Modelling the cold dust in nearby spiral galaxies with radiative transfer

TL;DR

This paper develops a radiative transfer model to analyze very cold dust in nearby spiral galaxies using new high-resolution mm data, aiming to better understand dust properties and emission mechanisms.

Contribution

It introduces a novel methodology combining radiative transfer modeling with NIKA2 mm data to characterize cold dust in nearby galaxies.

Findings

Successful application of the model to face-on spiral galaxies

Enhanced understanding of dust emission mechanisms in the mm range

Framework for future large-scale galaxy dust studies

Abstract

Cosmic dust grains are one of the fundamental ingredients of the interstellar medium (ISM). In spite of their small contribution to the total mass budget, dust grains play a significant role in the physical and chemical evolution of galaxies. Over the past decades, a plethora of multi-wavelength data, from UV to far-infrared, has increased substantially our knowledge on the dust properties of nearby galaxies.
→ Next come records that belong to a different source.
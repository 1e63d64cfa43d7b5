use tracing_subscriber::EnvFilter;

#[ctor::ctor]
fn init_test_tracing() {
    let _ = tracing_subscriber::fmt()
        .with_env_filter(
            EnvFilter::from_default_env().add_directive("coffer_core=info".parse().unwrap()),
        )
        .with_test_writer()
        .try_init();
}
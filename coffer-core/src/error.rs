//! Error types for collection operations.
//!
//! Every fallible operation in this crate returns [`Result`]. Errors are
//! contract violations (reading past the end, popping an empty stack) rather
//! than transient failures, so nothing here is retryable. A failed call never
//! mutates the collection it was made on.

use thiserror::Error;

/// Errors raised when a collection operation's precondition does not hold.
#[non_exhaustive]
#[derive(Debug, Clone, PartialEq, Eq, Error)]
pub enum CollectionError {
    /// Index-based access outside `0..len`.
    #[error("index {index} out of bounds for length {len}")]
    OutOfBounds { index: usize, len: usize },

    /// Map lookup with a key that has no entry.
    #[error("key does not exist")]
    KeyNotFound,

    /// Removal or peek on an empty stack or queue.
    #[error("{container} is empty")]
    Underflow { container: &'static str },
}

impl CollectionError {
    /// Builds a [`CollectionError::OutOfBounds`] and records it.
    pub(crate) fn out_of_bounds(index: usize, len: usize) -> Self {
        tracing::debug!(index, len, "index out of bounds");
        CollectionError::OutOfBounds { index, len }
    }

    pub(crate) fn key_not_found() -> Self {
        tracing::debug!("map key not found");
        CollectionError::KeyNotFound
    }

    pub(crate) fn underflow(container: &'static str) -> Self {
        tracing::debug!(container, "underflow on empty container");
        CollectionError::Underflow { container }
    }

    /// Check if this error is an out-of-range access.
    ///
    /// Missing map keys count as out of range: the key lies outside the
    /// map's current key set.
    pub fn is_out_of_bounds(&self) -> bool {
        matches!(
            self,
            CollectionError::OutOfBounds { .. } | CollectionError::KeyNotFound
        )
    }

    /// Check if this error is an underflow on an empty stack or queue.
    pub fn is_underflow(&self) -> bool {
        matches!(self, CollectionError::Underflow { .. })
    }
}

/// Result alias used throughout the crate.
pub type Result<T> = std::result::Result<T, CollectionError>;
Nevertheless, one regime of the spectrum, the mm range, remains relatively unexplored. Thanks to the new, high-resolution data in the mm range observed with the NIKA2 instrument and our radiative transfer framework, we aim to firmly characterise the physical properties of the very cold dust (<15K), and to quantify the importance of different emission mechanisms in the mm. So far, we have developed a methodology to use dust radiative transfer modelling and applied it to a small group of face-on spiral galaxies. The combination of the new NIKA2 data with our radiative transfer techniques would provide the right conditions to generate an accurate model of the interplay between starlight and dust in a sizeable sample of spatially-resolved nearby galaxies.